En su intervención, Ramírez recordó que el MAMC fue creado formalmente en 1960, mientras que el MAMB abrió sus puertas en 1963, aunque sus antecedentes se remontan a los años finales de la década del 50. Ambos procesos estuvieron conectados a un circuito latinoamericano de museos modernos que surgía entonces en ciudades como Buenos Aires, Santiago de Chile, São Paulo y Ciudad de México.
“Fue un momento en el que el Caribe colombiano tomó la delantera en el país con propuestas modernas, tanto en lo que se exponía como en la gestión cultural.

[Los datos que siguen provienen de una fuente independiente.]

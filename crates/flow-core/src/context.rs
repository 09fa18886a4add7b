//! Per-execution mutable state (spec §4.4, component C4).

use std::collections::HashMap;
use std::sync::Arc;

use dashmap::DashMap;
use flow_workflow::value::Value;
use flow_workflow::{NodeExecutionRecord, NodeMap, Workflow};
use parking_lot::Mutex;
use tokio_util::sync::CancellationToken;

use crate::barrier::{Barrier, MergeSpec};
use crate::error::EngineError;
use crate::inspector::Inspector;
use crate::scheduler::Scheduler;

/// Structured log event (spec §4.4 `logger()`).
#[derive(Debug, Clone, serde::Serialize)]
pub struct LogEvent {
    pub level: LogLevel,
    pub node_id: Option<String>,
    pub message: String,
    pub data: serde_json::Map<String, Value>,
}

#[derive(Debug, Clone, Copy, PartialEq, Eq, serde::Serialize)]
#[serde(rename_all = "UPPERCASE")]
pub enum LogLevel {
    Info,
    Warn,
    Error,
}

/// Structured event sink handed to executors via `ExecutionContext::logger`.
/// Forwards to `tracing` and, when the dev-mode inspector is attached, also
/// appends to its in-memory event log (spec §4.7).
pub struct Logger {
    execution_id: String,
    inspector: Option<Arc<Inspector>>,
}

impl Logger {
    pub fn log(&self, level: LogLevel, node_id: Option<&str>, message: impl Into<String>, data: serde_json::Map<String, Value>) {
        let message = message.into();
        match level {
            LogLevel::Info => tracing::info!(execution_id = %self.execution_id, node_id, %message),
            LogLevel::Warn => tracing::warn!(execution_id = %self.execution_id, node_id, %message),
            LogLevel::Error => tracing::error!(execution_id = %self.execution_id, node_id, %message),
        }
        if let Some(inspector) = &self.inspector {
            inspector.push_event(LogEvent {
                level,
                node_id: node_id.map(str::to_string),
                message,
                data,
            });
        }
    }

    pub fn info(&self, node_id: &str, message: impl Into<String>) {
        self.log(LogLevel::Info, Some(node_id), message, serde_json::Map::new());
    }

    pub fn warn(&self, node_id: &str, message: impl Into<String>) {
        self.log(LogLevel::Warn, Some(node_id), message, serde_json::Map::new());
    }

    pub fn error(&self, node_id: &str, message: impl Into<String>) {
        self.log(LogLevel::Error, Some(node_id), message, serde_json::Map::new());
    }
}

/// Shared, thread-safe per-execution state. Cheaply `Clone`-able (an `Arc`
/// wrapper around the interior), so it can be handed to every worker task.
#[derive(Clone)]
pub struct ExecutionContext {
    pub execution_id: String,
    pub workflow: Arc<Workflow>,
    pub initial_input: NodeMap,
    inner: Arc<Inner>,
}

struct Inner {
    variables: DashMap<String, Value>,
    node_outputs: DashMap<String, (String, NodeMap)>,
    node_executions: Mutex<Vec<NodeExecutionRecord>>,
    barriers: DashMap<String, Arc<Barrier>>,
    rate_limiters: DashMap<String, Arc<tokio::sync::Mutex<Option<tokio::time::Instant>>>>,
    cancellation: CancellationToken,
    timed_out: std::sync::atomic::AtomicBool,
    logger: Logger,
    dev_mode: bool,
    step_mode: bool,
    step_signal: tokio::sync::Notify,
    paused: std::sync::atomic::AtomicBool,
    inspector: Option<Arc<Inspector>>,
    scheduler: Arc<Scheduler>,
}

impl ExecutionContext {
    pub fn new(
        execution_id: String,
        workflow: Arc<Workflow>,
        initial_input: NodeMap,
        dev_mode: bool,
        step_mode: bool,
        scheduler: Arc<Scheduler>,
    ) -> Self {
        let inspector = if dev_mode {
            Some(Arc::new(Inspector::new()))
        } else {
            None
        };
        Self {
            execution_id: execution_id.clone(),
            workflow,
            initial_input,
            inner: Arc::new(Inner {
                variables: DashMap::new(),
                node_outputs: DashMap::new(),
                node_executions: Mutex::new(Vec::new()),
                barriers: DashMap::new(),
                rate_limiters: DashMap::new(),
                cancellation: CancellationToken::new(),
                timed_out: std::sync::atomic::AtomicBool::new(false),
                logger: Logger {
                    execution_id,
                    inspector: inspector.clone(),
                },
                dev_mode,
                step_mode: step_mode && dev_mode,
                step_signal: tokio::sync::Notify::new(),
                paused: std::sync::atomic::AtomicBool::new(false),
                inspector,
                scheduler,
            }),
        }
    }

    /// Handle back to the scheduler that owns this execution, used by
    /// structural executors (`parallel`, `loop`, `tryCatch`) to run
    /// sub-branches under the same worker pool and concurrency bound
    /// (spec §9 Open Questions: `loop.parallel` shares the global pool).
    pub fn scheduler(&self) -> &Arc<Scheduler> {
        &self.inner.scheduler
    }

    pub fn get(&self, name: &str) -> Value {
        self.inner
            .variables
            .get(name)
            .map(|v| v.clone())
            .unwrap_or(Value::Null)
    }

    pub fn set(&self, name: impl Into<String>, value: Value) {
        self.inner.variables.insert(name.into(), value);
    }

    pub fn variables_snapshot(&self) -> HashMap<String, Value> {
        self.inner
            .variables
            .iter()
            .map(|e| (e.key().clone(), e.value().clone()))
            .collect()
    }

    /// Idempotent: first writer wins, later calls for the same node id are
    /// ignored. Returns whether this call was the one that actually wrote
    /// (used by the scheduler to decide whether to cascade readiness).
    pub fn record_node_output(&self, node_id: &str, handle: &str, output: NodeMap) -> bool {
        match self.inner.node_outputs.entry(node_id.to_string()) {
            dashmap::mapref::entry::Entry::Occupied(_) => false,
            dashmap::mapref::entry::Entry::Vacant(slot) => {
                slot.insert((handle.to_string(), output));
                true
            }
        }
    }

    pub fn get_node_output(&self, node_id: &str) -> Option<NodeMap> {
        self.inner.node_outputs.get(node_id).map(|v| v.value().1.clone())
    }

    /// Like [`Self::get_node_output`] but also returns the handle the output
    /// was emitted on, needed by the scheduler's readiness check for
    /// handle-aware nodes (`if`/`switch`/`parallel`).
    pub fn get_node_output_handle(&self, node_id: &str) -> Option<(String, NodeMap)> {
        self.inner.node_outputs.get(node_id).map(|v| v.value().clone())
    }

    pub fn node_outputs_snapshot(&self) -> HashMap<String, Value> {
        self.inner
            .node_outputs
            .iter()
            .map(|e| (e.key().clone(), Value::Object(e.value().1.clone())))
            .collect()
    }

    /// Per-`(executionId, nodeId)` token-bucket spacing for `rateLimit`
    /// nodes (spec §4.3 `rateLimit`). Blocks the caller until `min_interval`
    /// has elapsed since the last acquisition for this node.
    pub async fn rate_limit_acquire(&self, node_id: &str, min_interval: std::time::Duration) {
        let slot = self
            .inner
            .rate_limiters
            .entry(node_id.to_string())
            .or_insert_with(|| Arc::new(tokio::sync::Mutex::new(None)))
            .clone();
        let mut last = slot.lock().await;
        if let Some(prev) = *last {
            let elapsed = prev.elapsed();
            if elapsed < min_interval {
                tokio::time::sleep(min_interval - elapsed).await;
            }
        }
        *last = Some(tokio::time::Instant::now());
    }

    /// Append-only per-node execution record (spec §3 `nodeExecutions`). A
    /// `merge` node accumulates one record per arriving branch rather than
    /// one per node (spec §4.5 "Fan-in via merge").
    pub fn append_node_execution(&self, record: NodeExecutionRecord) {
        self.inner.node_executions.lock().push(record);
    }

    pub fn node_executions_snapshot(&self) -> Vec<NodeExecutionRecord> {
        self.inner.node_executions.lock().clone()
    }

    /// Factory that returns the per-`(executionId, nodeId)` barrier,
    /// constructed on first call with `spec`, returned as-is thereafter.
    /// Divergent specs from later callers are an `InternalInconsistency`.
    pub fn get_barrier(&self, node_id: &str, spec: MergeSpec) -> Result<Arc<Barrier>, EngineError> {
        if let Some(existing) = self.inner.barriers.get(node_id) {
            if existing.spec != spec {
                return Err(EngineError::InternalInconsistency(format!(
                    "merge node '{node_id}' observed with divergent merge spec"
                )));
            }
            return Ok(existing.clone());
        }
        let barrier = Arc::new(Barrier::new(spec.clone()));
        match self.inner.barriers.entry(node_id.to_string()) {
            dashmap::mapref::entry::Entry::Occupied(existing) => {
                if existing.get().spec != spec {
                    return Err(EngineError::InternalInconsistency(format!(
                        "merge node '{node_id}' observed with divergent merge spec"
                    )));
                }
                Ok(existing.get().clone())
            }
            dashmap::mapref::entry::Entry::Vacant(slot) => {
                slot.insert(barrier.clone());
                Ok(barrier)
            }
        }
    }

    pub fn cancellation_signal(&self) -> CancellationToken {
        self.inner.cancellation.clone()
    }

    pub fn is_cancelled(&self) -> bool {
        self.inner.cancellation.is_cancelled()
    }

    pub fn cancel(&self) {
        self.inner.cancellation.cancel();
        self.inner.step_signal.notify_waiters();
    }

    /// Like [`Self::cancel`] but records that the cancellation was raised by
    /// the submitter's `timeout` option (spec §6 `submit` opts), not an
    /// explicit user `cancel()` call, so the scheduler can report `FAILED`
    /// with a `TIMEOUT` error instead of `CANCELLED` (spec §7).
    pub fn cancel_for_timeout(&self) {
        self.inner.timed_out.store(true, std::sync::atomic::Ordering::SeqCst);
        self.cancel();
    }

    pub fn is_timed_out(&self) -> bool {
        self.inner.timed_out.load(std::sync::atomic::Ordering::SeqCst)
    }

    pub fn logger(&self) -> &Logger {
        &self.inner.logger
    }

    pub fn dev_mode(&self) -> bool {
        self.inner.dev_mode
    }

    pub fn inspector(&self) -> Option<Arc<Inspector>> {
        self.inner.inspector.clone()
    }

    /// Step-execution gate (spec §4.7): when step mode is active, the
    /// scheduler awaits `continue` before dispatching the next ready node.
    pub async fn await_step(&self) {
        if !self.inner.step_mode {
            return;
        }
        self.inner.paused.store(true, std::sync::atomic::Ordering::SeqCst);
        loop {
            // Register before checking, not after: `step_continue`/`cancel`
            // flip the flag and call `notify_waiters()` without holding any
            // lock we serialize against here, so checking first would leave
            // a window where a continue/cancel between the check and the
            // `notified()` call is silently missed.
            let wait = self.inner.step_signal.notified();
            if self.is_cancelled() || !self.inner.paused.load(std::sync::atomic::Ordering::SeqCst) {
                return;
            }
            wait.await;
        }
    }

    pub fn step_continue(&self) {
        self.inner.paused.store(false, std::sync::atomic::Ordering::SeqCst);
        self.inner.step_signal.notify_waiters();
    }

    pub fn step_reset(&self) {
        self.inner.paused.store(false, std::sync::atomic::Ordering::SeqCst);
    }

    pub fn is_paused(&self) -> bool {
        self.inner.paused.load(std::sync::atomic::Ordering::SeqCst)
    }
}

Estos museos no solo fueron espacios de exhibición, también escenarios de pensamiento, crítica y formación ciudadana”, afirmó Ramírez.
Desafíos pendientes
La curadora advirtió que, pese a su importancia histórica, el MAMB y el MAMC no han logrado consolidarse plenamente como instituciones culturales robustas. En el caso de Barranquilla, subrayó la necesidad de avanzar en la profesionalización institucional, culminar la construcción de una sede con condiciones técnicas y arquitectónicas adecuadas, fortalecer una planta de personal estable y meritocrática, y garantizar el respaldo permanente de entidades públicas y privadas.
“No basta con reconocer la historia. Es fundamental que la ciudad y sus autoridades comprendan que el arte y la cultura son derechos, y que apoyar al MAMB es apostar por el desarrollo integral de Barranquilla”, expresó.
Raíces culturales
Entre 1940 y 1963, el Caribe colombiano vivió un periodo decisivo para el arte regional. En Barranquilla, el intelectual Julio Enrique Blanco impulsó la creación del Museo del Atlántico y la Facultad de Bellas Artes, con la visión de convertir la ciudad en una “ciudad alejandrina”, equilibrada entre la cultura, el comercio y la industria.
El Museo del Atlántico, fundado en 1940, funcionó como una institución formadora y antecedente de la Universidad del Atlántico, inaugurada seis años después. También acogió un instituto musical y una sección de pintura que consolidaron la enseñanza artística en la ciudad.
En Cartagena, tras varios intentos fallidos desde el siglo XIX, en 1958 se estableció de forma permanente la Facultad de Bellas Artes, como parte de los mismos esfuerzos culturales que recorrían la región.
Hitos como la primera feria de arte en Cartagena (1940), el primer Salón de Artistas Costeros en Barranquilla (1945), la apertura de la Galería de Arte en el Palacio de la Inquisición (1957) y las fundaciones de los museos de arte moderno entre 1959 y 1960, marcaron el camino hacia la institucionalización del arte en el Caribe.
Para Ramírez, entender esta historia es clave para afrontar los retos actuales: “Los museos deben ser pensados como espacios vivos. La historia nos permite entender por qué siguen siendo frágiles y qué se necesita para fortalecerlos”.
La investigadora, quien ha publicado sus estudios en obras como Art Museums of Latin America (2017) y ha realizado curadurías como Fragmentos de modernidad, dedicada a Cecilia Porras, combina en su trabajo perspectivas de historia del arte, sociología, análisis institucional y género. “Hay que mirar atrás, no para quedarnos en la nostalgia, sino para tener herramientas para transformar el presente. Un museo profesionalizado es un motor cultural, educativo y ciudadano”, concluyó.